Come on. Can we cut the bull? Because that’s what this is. It’s bull. Yeah, I know; statements like these are meant to make people feel good. I get it. The question is, who feels good when they hear or see these statements? Who do they benefit–and who do they not?

You got it: the parents, caregivers, and teachers feel good. They feel wonderful, and why shouldn’t they? They’re being called heroes. They are being compared to freaking SUPERMAN (or whichever your favorite hero is). But why? You got it again: because they are doing their jobs.
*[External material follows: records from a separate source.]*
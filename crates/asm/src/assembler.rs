//! The two-pass driver.
//!
//! One `Assembler` value owns all shared state: the symbol table, the
//! section streams, the location counters and the diagnostics. Pass 1
//! sizes the sections and collects symbols, pass 2 replays the same
//! lines to emit bytes and relocations; the object writer consumes the
//! result.

use std::{
    io::{self, Cursor},
    path::Path,
};

use braze_errors::{Reporter, Severity};
use braze_object::ez8o::{Binding, ObjectBuilder, RelocationRecord, Section};

use crate::{
    emitter::SectionState,
    encoder::{self, expect_eol},
    error::AsmError,
    lexer::{Lexer, Token, MAX_LINE},
    symtab::SymbolTable,
};

/// Which of the two passes is running.
#[derive(Debug, Clone, Copy, PartialEq, Eq)]
pub(crate) enum Pass {
    First,
    Second,
}

/// The assembler context, threaded through every operation.
pub struct Assembler {
    pub(crate) symbols: SymbolTable,
    pub(crate) code: SectionState,
    pub(crate) data: SectionState,
    pub(crate) bss: SectionState,
    pub(crate) current: Section,
    pub(crate) pass: Pass,
    pub(crate) relocations: Vec<RelocationRecord>,
    pub(crate) include_depth: usize,
    pub(crate) stop_file: bool,
    reporter: Reporter,
    pass1_sizes: [u32; 3],
    file: String,
    line: u32,
    verbose: bool,
}

impl Assembler {
    /// Create a fresh assembler.
    pub fn new(verbose: bool) -> Self {
        Self {
            symbols: SymbolTable::new(),
            code: SectionState::default(),
            data: SectionState::default(),
            bss: SectionState::default(),
            current: Section::Code,
            pass: Pass::First,
            relocations: Vec::new(),
            include_depth: 0,
            stop_file: false,
            reporter: Reporter::new(),
            pass1_sizes: [0; 3],
            file: String::new(),
            line: 0,
            verbose,
        }
    }

    /// Assemble one source file, both passes.
    pub fn assemble_file(&mut self, path: &Path) -> Result<(), AsmError> {
        let bytes = braze_file::read(path).map_err(|source| AsmError::CannotOpen {
            path: path.display().to_string(),
            source,
        })?;
        let text = String::from_utf8_lossy(&bytes).into_owned();
        drop(bytes);

        self.assemble_source(&path.display().to_string(), &text);

        Ok(())
    }

    /// Assemble in-memory source, both passes.
    pub fn assemble_source(&mut self, name: &str, text: &str) {
        self.begin_pass(Pass::First);
        self.process_source(name, text);
        self.pass1_sizes = [self.code.offset, self.data.offset, self.bss.offset];

        self.begin_pass(Pass::Second);
        self.process_source(name, text);
        self.finish();
    }

    fn begin_pass(&mut self, pass: Pass) {
        self.pass = pass;
        self.code.reset();
        self.data.reset();
        self.bss.reset();
        self.current = Section::Code;
        self.symbols.rewind_scope();
        self.relocations.clear();
        self.stop_file = false;
    }

    /// Run the current pass over one source text. `include` re-enters
    /// here with the included file.
    pub(crate) fn process_source(&mut self, file: &str, text: &str) {
        let saved_file = std::mem::replace(&mut self.file, file.to_owned());
        let saved_line = self.line;

        for (index, line) in text.lines().enumerate() {
            self.line = index as u32 + 1;

            if line.len() > MAX_LINE {
                self.report(AsmError::LineTooLong);
                continue;
            }

            let mut lexer = Lexer::new(line);

            if let Err(error) = self.process_line(&mut lexer) {
                self.report(error);
            }

            if self.stop_file {
                break;
            }
        }

        self.stop_file = false;
        self.file = saved_file;
        self.line = saved_line;
    }

    fn process_line(&mut self, lexer: &mut Lexer) -> Result<(), AsmError> {
        match lexer.next_token()? {
            Token::Eol => Ok(()),
            Token::Label(name) => {
                if self.equ_follows(lexer)? {
                    return self.define_equ(&name, lexer);
                }

                self.define_label(&name)?;
                self.statement_or_end(lexer)
            }
            Token::Ident(name) => {
                if self.equ_follows(lexer)? {
                    return self.define_equ(&name, lexer);
                }

                self.statement(&name, lexer)
            }
            _ => Err(AsmError::SyntaxError),
        }
    }

    /// Whether the next token spells a symbol definition: `=` or `equ`.
    fn equ_follows(&mut self, lexer: &mut Lexer) -> Result<bool, AsmError> {
        match lexer.peek()? {
            Token::Equals => {
                lexer.next_token()?;

                Ok(true)
            }
            Token::Ident(word)
                if word.eq_ignore_ascii_case("equ") || word.eq_ignore_ascii_case(".equ") =>
            {
                lexer.next_token()?;

                Ok(true)
            }
            _ => Ok(false),
        }
    }

    /// `label equ expr` and its spellings: an absolute constant.
    fn define_equ(&mut self, name: &str, lexer: &mut Lexer) -> Result<(), AsmError> {
        let expr = self.eval_expr(lexer)?;
        expect_eol(lexer)?;

        // Pass 1 can see a spurious relocation through a forward
        // reference; pass 2 is authoritative.
        if expr.is_relocatable() && self.pass == Pass::Second {
            return Err(AsmError::Relocatable("equ"));
        }

        self.symbols.define(name, expr.value(), Section::Absolute, self.pass)?;

        Ok(())
    }

    /// Define a label at the current location counter. A non-local label
    /// opens a fresh local scope after being defined.
    fn define_label(&mut self, name: &str) -> Result<(), AsmError> {
        let value = self.pc();
        let section = self.current;

        self.symbols.define(name, value, section, self.pass)?;

        if !name.starts_with('@') {
            self.symbols.open_scope();
        }

        Ok(())
    }

    fn statement_or_end(&mut self, lexer: &mut Lexer) -> Result<(), AsmError> {
        match lexer.next_token()? {
            Token::Eol => Ok(()),
            Token::Ident(name) => self.statement(&name, lexer),
            _ => Err(AsmError::SyntaxError),
        }
    }

    /// A directive or an instruction.
    fn statement(&mut self, name: &str, lexer: &mut Lexer) -> Result<(), AsmError> {
        let lower = name.to_ascii_lowercase();
        let bare = lower.strip_prefix('.').unwrap_or(&lower);

        if self.directive(bare, lexer)? {
            return expect_eol(lexer);
        }

        encoder::encode(self, &lower, lexer)
    }

    /// Report a recoverable error against the current line.
    ///
    /// Both passes replay the same lines, so printing in both would
    /// double every message: pass 2 prints everything, and conditions
    /// only pass 1 can detect print immediately.
    pub(crate) fn report(&mut self, error: AsmError) {
        let pass1_only = matches!(&error, AsmError::DuplicateDefinition(_));

        if self.pass == Pass::Second || pass1_only {
            self.reporter.diagnose(Severity::Error, &self.file, self.line, &error);
        }
    }

    /// Report a warning against the current line (pass 2 prints).
    pub(crate) fn warn(&mut self, message: impl std::fmt::Display) {
        if self.pass == Pass::Second {
            self.reporter.diagnose(Severity::Warning, &self.file, self.line, message);
        }
    }

    /// End-of-run bookkeeping: section-size stability and undefined
    /// exports.
    fn finish(&mut self) {
        // A line abandoned in only one of the passes already produced a
        // diagnostic; the size check is for silent drift.
        if !self.reporter.has_errors()
            && [self.code.offset, self.data.offset, self.bss.offset] != self.pass1_sizes
        {
            self.report(AsmError::PhaseError);
        }

        let undefined: Vec<String> = self
            .symbols
            .iter()
            .filter(|symbol| symbol.binding == Binding::Export && !symbol.defined)
            .map(|symbol| symbol.name.clone())
            .collect();

        for name in undefined {
            self.report(AsmError::ExportUndefined(name));
        }

        if self.verbose {
            eprintln!(
                "code {} bytes, data {} bytes, bss {} bytes, {} relocation(s), {} external(s)",
                self.code.offset,
                self.data.offset,
                self.bss.offset,
                self.relocations.len(),
                self.symbols.externals().count(),
            );
        }
    }

    /// Number of errors reported.
    pub fn error_count(&self) -> usize {
        self.reporter.error_count()
    }

    /// Number of warnings reported.
    pub fn warning_count(&self) -> usize {
        self.reporter.warning_count()
    }

    /// Whether any error was reported.
    pub fn has_errors(&self) -> bool {
        self.reporter.has_errors()
    }

    /// The assembled code stream.
    pub fn code_bytes(&self) -> &[u8] {
        &self.code.stream
    }

    /// The assembled data stream.
    pub fn data_bytes(&self) -> &[u8] {
        &self.data.stream
    }

    /// The reserved BSS size.
    pub fn bss_size(&self) -> u32 {
        self.bss.offset
    }

    /// The recorded relocations.
    pub fn relocation_records(&self) -> &[RelocationRecord] {
        &self.relocations
    }

    /// The symbol table.
    pub fn symbol_table(&self) -> &SymbolTable {
        &self.symbols
    }

    /// Pack the run into an object builder.
    pub fn build_object(&self) -> ObjectBuilder {
        let mut builder = ObjectBuilder::new();

        builder.set_code(self.code.stream.clone());
        builder.set_data(self.data.stream.clone());
        builder.set_bss_size(self.bss.offset);

        for symbol in self.symbols.iter() {
            if symbol.binding == Binding::Export && symbol.defined {
                builder.add_symbol(
                    symbol.name.as_bytes(),
                    symbol.section,
                    (symbol.value & 0xff_ffff) as u32,
                );
            }
        }

        for external in self.symbols.externals() {
            builder.add_external(external.name.as_bytes());
        }

        for &relocation in &self.relocations {
            builder.add_relocation(relocation);
        }

        builder
    }

    /// Serialize the object.
    pub fn write_object<W>(&self, sink: &mut W) -> io::Result<()>
    where
        W: io::Write + io::Seek,
    {
        self.build_object().write_to(sink)
    }

    /// The object as an in-memory byte vector.
    pub fn object_bytes(&self) -> io::Result<Vec<u8>> {
        let mut sink = Cursor::new(Vec::new());
        self.write_object(&mut sink)?;

        Ok(sink.into_inner())
    }
}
I’m gonna keep this short and blunt. Parents, caregivers, teachers, aides, therapists–whatever your job title is, you do not deserve a medal, a cash bonus, or a cookie for doing it. You do not get extra credit because the person you love, care for, or work with has a disability. You do not get to paint yourself as a saint for loving that person, and the rest of the world shouldn’t, either. You are not a saint. You are not Superman or Wonder Woman. You are not a tower of strength and patience. You are a regular person doing a job.

“Hey, Chick,” you might tell me, “you’re being awfully hard on these parents and caregivers. Their jobs are hard. When was the last time you saw a parent put a diaper on a fifteen-year-old with no bladder and bowel control? Have you spent more than a minute in a special ed classroom? Where do you get off?”

Okay, I’ll answer that, because it’s a fair question. I’m not discounting that a parent, caregiver, or aide’s job is difficult at times. I’m not disputing the fact that therapists, special education teachers, whoever, have to go through more than their “general” counterparts. I’m not saying these people shouldn’t be praised. What I am saying is that to constantly praise these people for doing what millions of other parents, caregivers, and teachers do every day, is based on a lie. It sets us back in terms of disability rights and seeing PWDs as equal people.

I have read testimonials and articles that speak to this. In these testimonials, parents describe their children expressing, verbally, through writing, or otherwise, that they are confused. They wonder, why is Mom or Dad a hero for loving me? They ask themselves, why is Miss Susie from preschool or Mr. Andrews in my science class a hero for giving me an education? Adults with disabilities are asking, why is my boss considered heroic for hiring me? Am I not lovable enough, smart enough, worthy of a job, or worthy of an education?

Our mouths say yes, these people are worthy–but our actions say no. Parents seek respite care for their kids and teens, whether or not it’s appropriate, because of the “constant stress” of dealing with disability. Teachers and employers complain about the time and effort it takes to educate and hire PWDs–and that’s if those things even happen. Too many times, teachers, employers, and specialists fall back on the segregated model of disability, so that dealing with disability is easier for them. And then, consciously or not, they accept the role of saintly hero for doing it.

Guys, what are we doing? Really, honestly. WHAT are we doing?

I’ll tell you what we’re doing. We’re using the hero concept, the inspiration concept, the ____ (fill in the faulty disability construct) concept as a way to objectify PWDs for our benefit. Of course, we’d never say that and consciously we’d never do it. At least, most of us wouldn’t (and those who would need to be slapped). But that’s where we are. Anything that paints a temporarily able-bodied person who is involved in the life of a PWD in any way, as a hero, is a form of inspiration porn. It is thought pornography. It is emotional pornography. Stella Young called it “porn” because of its objectifying nature, and she nailed it.

I’ve said it before and I’ll say it again: if we don’t use a certain construct for people without disabilities, why are we using them for people with them? Teachers, would you want to be considered heroic for educating TAB children? Parents, do you want to hear, “God bless you/you’re a hero/I couldn’t do what you do” just for raising and loving a typical child? So what is going on when we do it to PWDs?

Sometimes, the actions of parents, caregivers, and other people in the lives of persons with disabilities are heroic. Most of the time though, they’re great, but ordinary. Let’s remember that and put away the capes.